Atheist Jerry Coyne Says Islam No Different from Christianity
Jerry Coyne is a professor of ecology and evolution at the University of Chicago. He is virulently anti-religion. He despises any hint of religion. When the Museum of Natural History in Los Angeles, Calif., displayed a plaque that included the phrase “to celebrate all of God’s creatures,” he sprung into action.
Dr. Coyne was indignant:
“I recognize that Museums are strapped for funding, and do think that Nature Lab is a good thing. But I don’t think it’s worth kowtowing to religious sentiments, and polluting the nature of science, simply to get money.
“The very existence of the sign, in fact, undercuts the mission of Nature Lab: to teach people how science is done. I needn’t remind you that science is done by ignoring God, and has never given the slightest bit of evidence for the intercession of God in the origin, evolution, and diversification of life.”
As a result, officials at the Museum of Natural History removed the plaque in honor of someone who had given a monetary gift to the museum.
Dr. Coyne’s latest attack is to maintain that there is no appreciable difference between Islamic and Catholic beliefs:
“ISIS has an extreme and fundamentalist interpretation of Muslim doctrine. But in exactly the same way, dogma about the immorality of abortion, homosexuality, premarital sex, and divorce have become part of Catholicism. They are theological interpretations of scripture that appeal to some people’s sense of morality.”
Anybody with any knowledge of evolution knows that we all caught here by the most severe cruelties. “Nature, red in tooth and claw” is the only way to explain evolutionary theory. Eat or be eaten. There is no way that an evolutionist can maintain any fixed morality.
In addition, science was birth in the womb of the Christian religion. A quick reading of James Hannam’s The Genesis of Science, that carries the subtitle How the Christian Middle Ages Launched the Scientific Revolution, makes the case quite well.
If Dr. Coyne were consistent with his evolutionary beliefs, he would be thankful for the spread of Ebola since its infectious character is eliminating the weakest among us. To fight it would be a disservice to natural selection.
In the defense of his views, Dr. Coyne makes reference to the Inquisition, but he doesn’t mention anything about the great atheist regimes of the 20th century that left 100 million dead.

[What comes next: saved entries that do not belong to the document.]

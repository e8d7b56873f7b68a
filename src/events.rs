// Copyright 2026 Daniel Pelikan
//
// Licensed under the Apache License, Version 2.0 (the "License");
// you may not use this file except in compliance with the License.
// You may obtain a copy of the License at
//
//     http://www.apache.org/licenses/LICENSE-2.0
//
// Unless required by applicable law or agreed to in writing, software
// distributed under the License is distributed on an "AS IS" BASIS,
// WITHOUT WARRANTIES OR CONDITIONS OF ANY KIND, either express or implied.
// See the License for the specific language governing permissions and
// limitations under the License.

//! Link event processing.

use std::sync::Arc;
use tracing::{debug, error, info, warn};

use crate::bluetooth::{EventReceiver, LinkEvent};
use crate::state::ControllerState;

/// Process events from the link into controller state and the log.
pub struct EventProcessor {
    state: Arc<ControllerState>,
}

impl EventProcessor {
    pub fn new(state: Arc<ControllerState>) -> Self {
        Self { state }
    }

    /// Process a single event.
    pub fn process_event(&mut self, event: &LinkEvent) {
        match event {
            LinkEvent::Connected { device_name } => {
                info!("Connected to {}", device_name);
                self.state.set_connected(device_name.clone());
            }
            LinkEvent::ConnectionFailed(reason) => {
                error!("Connection failed: {}", reason);
                self.state.set_disconnected(Some(reason.clone()));
            }
            LinkEvent::ConnectionLost(reason) => {
                warn!("Connection lost: {}", reason);
                self.state.set_disconnected(Some(reason.clone()));
            }
            LinkEvent::DataReceived { len, data } => {
                debug!("Received {} bytes", len);
                let end = (*len).min(data.len());
                self.state.record_received(&data[..end]);
                if let Some(text) = self.state.get_last_text() {
                    info!("Receiver: {}", text);
                }
            }
            LinkEvent::DataSent(data) => {
                debug!("Sent {} bytes", data.len());
                self.state.record_sent(data.len());
            }
        }
    }

    /// Process events until the channel closes.
    pub async fn run(mut self, mut event_rx: EventReceiver) {
        while let Some(event) = event_rx.recv().await {
            self.process_event(&event);
        }
        debug!("Link event channel closed");
    }
}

On the atheist foundation of Marxist Communism, see Religion in Soviet Russia: 1917–1942 (1942) by N. S. Timasheff, the doctoral dissertation The Role of Atheism in the Marxist Tradition (1979) by David B. T. Aikman, Storming the Heavens: The Soviet League of the Militant Godless (1998) by Daniel Peris (a summary of the movement can be found here), and the three-volume A History of Marxist-Leninist Atheism and Soviet Anti-Religious Policies by Dimitry V. Pospielovsky (1987). For the most comprehensive study of the philosophical roots of Communism, take a look at Francis Nigel Lee’s Communist Eschatology (1974). There are 120 pages of chapter notes with 30 to 50 notes per page in the 1100-page volume.
Dr. Coyne, who claims that Muslims and Christians “cherry pick” their holy books, he does the same with history.
He mentions the Inquisition. The problem with raising the Inquisition in defense of the atheist scientific method is that he does not have a fixed moral place to stand given the philosophical foundations of his position.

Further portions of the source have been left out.